Um es gleich vorweg zu nehmen: Auf dem Gebiet der Netzwerktechnik bin ich kein Experte, würde mich aber zu folgendem Thema gerne etwas informieren und hoffe auf ein paar Hinweise von euch, wonach ich suchen muss ;-) Ich spreche auch noch mit den Admins, aber vorher würde ich gerne etwas Grundlagenwissen haben, was technisch alles möglich wäre.

Im Unternehmen sind alle Arbeitsplatz (Büro)-Rechner an einer Windows-Domäne angeschlossen, dort sind auch die Datenserver erreichbar. PC, die in diese Domäne eingebunden sind, sind voll von den Admins verwaltet. Diese installieren die Anti-Virensoftware und steuern die automatischen Updates. So wird sicher gestellt, dass ausschließlich sichere Rechner an der Domäne sind. Nicht mehr unterstützte Systeme wie Windows 7 würden auch nicht in die Domäne integriert werden.

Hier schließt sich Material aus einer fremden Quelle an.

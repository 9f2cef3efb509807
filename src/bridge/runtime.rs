use super::dispatch::DispatchSettings;
use super::event_loop::{run_event_loop, LoopExit, LoopSettings};
use crate::config::BridgeConfig;
use crate::connect::connect;
use crate::repl::{ReplProcess, ReplSession};
use crate::ShutdownFlag;
use anyhow::{Context, Result};
use std::io::{self, Write};
use tracing::info;

/// Line printed on stdout once the bridge is serving.
pub const READY_LINE: &str = "READY";

impl LoopSettings {
    pub fn from_config(config: &BridgeConfig) -> Self {
        Self {
            poll_interval: config.poll_interval(),
            dispatch: DispatchSettings {
                command_timeout: config.command_timeout(),
                max_output_bytes: config.max_output_bytes,
                log_content: config.log_content,
            },
        }
    }
}

/// Start the REPL, connect to the peer, announce readiness, and serve.
///
/// Any error returned here happened during startup; the REPL is already
/// stopped by the time it reaches the caller.
pub fn run_bridge(config: &BridgeConfig, shutdown: ShutdownFlag) -> Result<LoopExit> {
    let mut repl = ReplProcess::start(&config.repl_path, &config.prompt)
        .context("failed to start the REPL")?;
    if let Err(err) = repl.wait_for_ready(config.ready_timeout(), config.max_output_bytes) {
        repl.stop();
        return Err(err).context("REPL never reached its prompt");
    }

    let session = match connect(config) {
        Ok(session) => session,
        Err(err) => {
            repl.stop();
            return Err(err.into());
        }
    };

    announce_ready().context("failed to write READY")?;
    info!(
        local = %session.local(),
        peer = %session.peer().name,
        repl_pid = repl.pid(),
        "bridge ready"
    );
    Ok(run_event_loop(
        session,
        repl,
        shutdown,
        LoopSettings::from_config(config),
    ))
}

fn announce_ready() -> io::Result<()> {
    let mut stdout = io::stdout().lock();
    writeln!(stdout, "{READY_LINE}")?;
    stdout.flush()
}
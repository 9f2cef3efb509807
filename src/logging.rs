//! Diagnostics on stderr (or a file); stdout is reserved for the `READY` line.

use crate::config::{BridgeConfig, LogFormat};
use anyhow::{Context, Result};
use std::fs::OpenOptions;
use std::io;
use std::panic;
use std::sync::{Mutex, OnceLock};
use tracing_subscriber::fmt::time::UtcTime;
use tracing_subscriber::fmt::writer::BoxMakeWriter;
use tracing_subscriber::EnvFilter;

static TRACING_INIT: OnceLock<()> = OnceLock::new();

/// Install the global subscriber once; later calls are no-ops.
pub fn init_logging(config: &BridgeConfig) -> Result<()> {
    if TRACING_INIT.get().is_some() {
        return Ok(());
    }
    let filter = EnvFilter::try_new(&config.log_level)
        .with_context(|| format!("invalid log filter {:?}", config.log_level))?;
    let writer = match &config.log_file {
        Some(path) => {
            let file = OpenOptions::new()
                .create(true)
                .append(true)
                .open(path)
                .with_context(|| format!("failed to open log file {}", path.display()))?;
            BoxMakeWriter::new(Mutex::new(file))
        }
        None => BoxMakeWriter::new(io::stderr),
    };

    let builder = tracing_subscriber::fmt()
        .with_env_filter(filter)
        .with_timer(UtcTime::rfc_3339())
        .with_writer(writer)
        .with_ansi(false);
    let installed = match config.log_format {
        LogFormat::Json => tracing::subscriber::set_global_default(
            builder
                .json()
                .with_current_span(false)
                .with_span_list(false)
                .finish(),
        ),
        LogFormat::Text => tracing::subscriber::set_global_default(builder.finish()),
    };
    // Another subscriber (e.g. a test harness) may already own the global slot.
    if installed.is_ok() {
        let _ = TRACING_INIT.set(());
    }
    Ok(())
}

/// Route panics through `tracing` before the default hook prints them.
pub fn install_panic_hook() {
    let previous = panic::take_hook();
    panic::set_hook(Box::new(move |info| {
        log_panic(info);
        previous(info);
    }));
}

fn log_panic(info: &panic::PanicHookInfo<'_>) {
    let location = info
        .location()
        .map(|loc| format!("{}:{}", loc.file(), loc.line()))
        .unwrap_or_else(|| "unknown".to_string());
    let payload = if let Some(msg) = info.payload().downcast_ref::<&str>() {
        (*msg).to_string()
    } else if let Some(msg) = info.payload().downcast_ref::<String>() {
        msg.clone()
    } else {
        "non-string panic payload".to_string()
    };
    tracing::error!(
        %location,
        version = env!("CARGO_PKG_VERSION"),
        "panic: {payload}"
    );
}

Auf der anderen Seite stehe ich in der Produktion und verwalte das Automatisierungsnetz: Die Roboter, Sicherheitssteuerung, Fremdanlagen und natürlich der Beckhoff IPC mit Win CE 7 sind dort mitenander vernetzt, jedoch nicht an der Domäne oder Internet, sondern mit dem PC für die Programmierung.

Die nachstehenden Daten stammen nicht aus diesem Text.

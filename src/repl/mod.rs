//! The Maude REPL behind pipes: spawning, prompt-delimited reads, teardown.

mod io;
mod process;
mod reader;


use std::time::Duration;
use thiserror::Error;

pub(crate) use io::{wait_readable, Readiness};
pub use process::{ReplProcess, REPL_ARGS};
pub(crate) use reader::find_marker;
pub use reader::{PromptReader, ReadResult};

/// Failures talking to the REPL subprocess.
#[derive(Debug, Error)]
pub enum ReplError {
    #[error("failed to spawn REPL {path}")]
    Spawn {
        path: String,
        #[source]
        source: std::io::Error,
    },
    #[error("REPL path contains a NUL byte: {0}")]
    InvalidPath(String),
    #[error("failed to write to REPL")]
    Write(#[source] std::io::Error),
    #[error("REPL did not become ready: {0}")]
    NotReady(String),
    #[error("REPL already stopped")]
    Stopped,
}

/// Command channel to a REPL, one command in flight at a time.
pub trait ReplSession {
    /// Send one command line (a newline is appended when missing), giving up
    /// once `timeout` passes without the REPL draining its input.
    fn write_command(&mut self, command: &[u8], timeout: Duration) -> Result<(), ReplError>;
    /// Collect output up to the next prompt.
    fn read_until_prompt(&mut self, max_bytes: usize, timeout: Duration) -> ReadResult;
    fn is_alive(&mut self) -> bool;
    /// Tear the REPL down; safe to call more than once.
    fn stop(&mut self);
}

Was gibt es jetzt für Möglichkeiten, dass mein IPC Daten in eine Datenbank im Office-Netz schreibt? Der IPC kann ja nicht an die Domäne angeschlosen werden. Gibt es da zwischenschaltbare Switches o.ä., oder kann man da etwas mit VPN machen?

VG,
clumsi


----------



## Blockmove (14 Februar 2022)

clumsi schrieb:


> Was gibt es jetzt für Möglichkeiten, dass mein IPC Daten in eine Datenbank im Office-Netz schreibt? Der IPC kann ja nicht an die Domäne angeschlosen werden. Gibt es da zwischenschaltbare Switches o.ä., oder kann man da etwas mit VPN machen?
> 
> VG,
> clumsi


Da gibt's div. Möglichkeiten.
Am einfachsten ist meist ein 2. Netzwerkanschluss am IPC.
Ansonsten gibt es Gateways (mit und ohne VPN), Firewalls, ...
Einfach mal mit der IT zusammensetzen. So was kann man nur gemeinsam lösen


----------



## Gerhard Bäurle (15 Februar 2022)

Hallo, 
vielleicht wäre eine Automation-Firewall (Herstellerbezeichnung)  etwas für Dich ... da kannst Du genau festlegen (Whitelist), wer mit wem und wie kommunizieren darf.

Beispiel: https://mbconnectline.com/de/mbnetfix-2/


----------